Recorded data

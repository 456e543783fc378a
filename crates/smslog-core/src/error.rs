//! # Error Types
//!
//! Errors raised while constructing core values or converting log content
//! to and from its stored representation. All errors use `thiserror`.

use thiserror::Error;

/// Error constructing a core value from untrusted input.
#[derive(Error, Debug, Clone, PartialEq, Eq)]
pub enum CoreError {
    /// The period key is empty or contains characters outside `[A-Za-z0-9_-]`.
    #[error("invalid period key {key:?}: {reason}")]
    InvalidPeriodKey {
        /// The rejected input.
        key: String,
        /// Why it was rejected.
        reason: &'static str,
    },

    /// A version token must be a non-empty string.
    #[error("version token must not be empty")]
    InvalidVersionToken,

    /// Unknown period key style name.
    #[error("unknown key style {0:?}; expected \"numeric\" or \"named\"")]
    InvalidKeyStyle(String),
}

/// Error decoding or encoding log content.
#[derive(Error, Debug)]
pub enum CodecError {
    /// Stored content is not valid UTF-8.
    #[error("log content is not valid UTF-8: {0}")]
    Utf8(#[from] std::str::Utf8Error),

    /// Stored content is not a JSON array of `{message, timestamp}` objects.
    #[error("log content is not a JSON array of records: {0}")]
    Json(#[from] serde_json::Error),
}
//! # smslog-cli: CLI Tool for smslog
//!
//! Provides the `smslog` command-line interface for working with the
//! monthly message logs outside the webhook.
//!
//! ## Subcommands
//!
//! - `smslog append`: Append one message through the configured store.
//! - `smslog show`: Print one period's log.
//! - `smslog key`: Resolve the period key and file path for a moment.
//!
//! `append` and `show` read the store configuration from the environment
//! (`GITHUB_TOKEN`, `GITHUB_REPO`, ...). `key` works offline.
//!
//! ```bash
//! smslog append "picked up the parcel"
//! smslog show --period 2024-03 --json
//! smslog key --at 2024-03-31T23:59:59Z --style named
//! ```

pub mod append;
pub mod key;
pub mod show;

use chrono::{DateTime, Utc};

/// Parse an RFC 3339 timestamp argument into UTC.
pub fn parse_moment(s: &str) -> Result<DateTime<Utc>, String> {
    DateTime::parse_from_rfc3339(s)
        .map(|dt| dt.with_timezone(&Utc))
        .map_err(|e| format!("expected an RFC 3339 timestamp like 2024-03-01T12:00:00Z: {e}"))
}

**WHAT TO DO:**
Copy out the lines above exactly, beginning at the one that contains "from untrusted input." and ending at the one that contains "a non-empty string.".

**YOUR RESPONSE:**
/// Error constructing a core value from untrusted input.
#[derive(Error, Debug, Clone, PartialEq, Eq)]
pub enum CoreError {
    /// The period key is empty or contains characters outside `[A-Za-z0-9_-]`.
    #[error("invalid period key {key:?}: {reason}")]
    InvalidPeriodKey {
        /// The rejected input.
        key: String,
        /// Why it was rejected.
        reason: &'static str,
    },

    /// A version token must be a non-empty string.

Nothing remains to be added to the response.